**Recorded data:**
---+---

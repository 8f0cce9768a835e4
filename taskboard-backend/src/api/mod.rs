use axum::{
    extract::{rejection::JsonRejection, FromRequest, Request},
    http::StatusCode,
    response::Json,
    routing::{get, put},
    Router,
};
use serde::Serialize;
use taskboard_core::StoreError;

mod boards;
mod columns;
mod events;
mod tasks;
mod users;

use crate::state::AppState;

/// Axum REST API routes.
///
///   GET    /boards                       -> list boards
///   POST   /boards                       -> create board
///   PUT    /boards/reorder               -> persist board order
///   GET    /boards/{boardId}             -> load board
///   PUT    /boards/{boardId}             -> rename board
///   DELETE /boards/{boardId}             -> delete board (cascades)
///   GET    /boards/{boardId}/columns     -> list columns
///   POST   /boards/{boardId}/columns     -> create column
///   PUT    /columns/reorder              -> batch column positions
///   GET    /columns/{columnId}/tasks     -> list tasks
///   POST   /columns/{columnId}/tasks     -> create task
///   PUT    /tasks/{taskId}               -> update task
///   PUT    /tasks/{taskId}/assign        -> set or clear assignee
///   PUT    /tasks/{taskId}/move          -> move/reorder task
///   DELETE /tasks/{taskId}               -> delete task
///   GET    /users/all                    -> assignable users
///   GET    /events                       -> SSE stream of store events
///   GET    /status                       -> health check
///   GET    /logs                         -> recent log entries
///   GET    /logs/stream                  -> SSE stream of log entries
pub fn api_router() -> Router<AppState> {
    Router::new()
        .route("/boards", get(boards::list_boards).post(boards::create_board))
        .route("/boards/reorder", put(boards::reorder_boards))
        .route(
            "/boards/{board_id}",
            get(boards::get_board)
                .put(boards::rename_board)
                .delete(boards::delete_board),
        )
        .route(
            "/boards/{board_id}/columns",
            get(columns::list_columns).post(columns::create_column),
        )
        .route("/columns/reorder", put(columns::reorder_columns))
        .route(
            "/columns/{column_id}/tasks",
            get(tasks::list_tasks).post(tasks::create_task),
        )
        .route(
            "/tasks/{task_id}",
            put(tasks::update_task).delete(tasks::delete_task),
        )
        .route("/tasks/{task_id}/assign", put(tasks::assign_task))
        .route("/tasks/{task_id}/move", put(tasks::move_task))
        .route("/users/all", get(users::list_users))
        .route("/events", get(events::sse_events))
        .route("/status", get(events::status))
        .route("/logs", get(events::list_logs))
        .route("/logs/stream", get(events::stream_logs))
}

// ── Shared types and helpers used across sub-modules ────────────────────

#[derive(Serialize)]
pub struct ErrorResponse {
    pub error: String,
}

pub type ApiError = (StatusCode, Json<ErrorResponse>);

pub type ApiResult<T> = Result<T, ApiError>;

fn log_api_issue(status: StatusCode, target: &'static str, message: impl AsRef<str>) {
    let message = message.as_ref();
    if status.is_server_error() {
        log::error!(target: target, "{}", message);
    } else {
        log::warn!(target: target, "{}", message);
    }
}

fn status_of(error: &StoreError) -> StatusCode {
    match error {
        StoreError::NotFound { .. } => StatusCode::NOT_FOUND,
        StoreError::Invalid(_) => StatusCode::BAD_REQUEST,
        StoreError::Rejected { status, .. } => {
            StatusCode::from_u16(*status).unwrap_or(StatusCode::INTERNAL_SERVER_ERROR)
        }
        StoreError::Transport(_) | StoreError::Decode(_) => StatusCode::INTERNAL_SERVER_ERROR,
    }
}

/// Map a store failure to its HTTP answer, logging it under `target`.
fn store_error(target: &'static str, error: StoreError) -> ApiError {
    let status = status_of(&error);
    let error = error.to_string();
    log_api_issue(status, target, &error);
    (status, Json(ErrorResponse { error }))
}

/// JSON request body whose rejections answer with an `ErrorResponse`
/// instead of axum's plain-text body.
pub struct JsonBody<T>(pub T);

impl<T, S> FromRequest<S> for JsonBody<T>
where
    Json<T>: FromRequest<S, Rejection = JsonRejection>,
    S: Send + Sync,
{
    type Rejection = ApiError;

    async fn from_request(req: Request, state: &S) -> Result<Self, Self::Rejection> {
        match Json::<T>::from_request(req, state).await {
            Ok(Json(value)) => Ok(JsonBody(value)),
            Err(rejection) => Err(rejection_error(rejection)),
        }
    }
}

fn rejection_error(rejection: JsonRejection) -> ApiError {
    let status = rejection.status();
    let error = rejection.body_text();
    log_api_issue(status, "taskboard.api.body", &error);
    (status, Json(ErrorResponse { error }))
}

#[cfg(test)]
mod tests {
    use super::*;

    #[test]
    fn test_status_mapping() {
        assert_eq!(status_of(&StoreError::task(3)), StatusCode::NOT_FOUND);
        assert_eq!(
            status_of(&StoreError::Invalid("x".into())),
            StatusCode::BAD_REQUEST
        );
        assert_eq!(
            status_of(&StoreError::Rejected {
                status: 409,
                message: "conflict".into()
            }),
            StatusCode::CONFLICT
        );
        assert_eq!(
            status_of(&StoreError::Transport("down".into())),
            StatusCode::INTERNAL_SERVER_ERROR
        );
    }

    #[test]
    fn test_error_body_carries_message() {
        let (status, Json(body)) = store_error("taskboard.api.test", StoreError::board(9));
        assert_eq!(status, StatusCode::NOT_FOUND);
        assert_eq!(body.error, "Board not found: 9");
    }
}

---+---

From the listing above, collect every line that mentions the word "entries".

///   GET    /logs                         -> recent log entries
///   GET    /logs/stream                  -> SSE stream of log entries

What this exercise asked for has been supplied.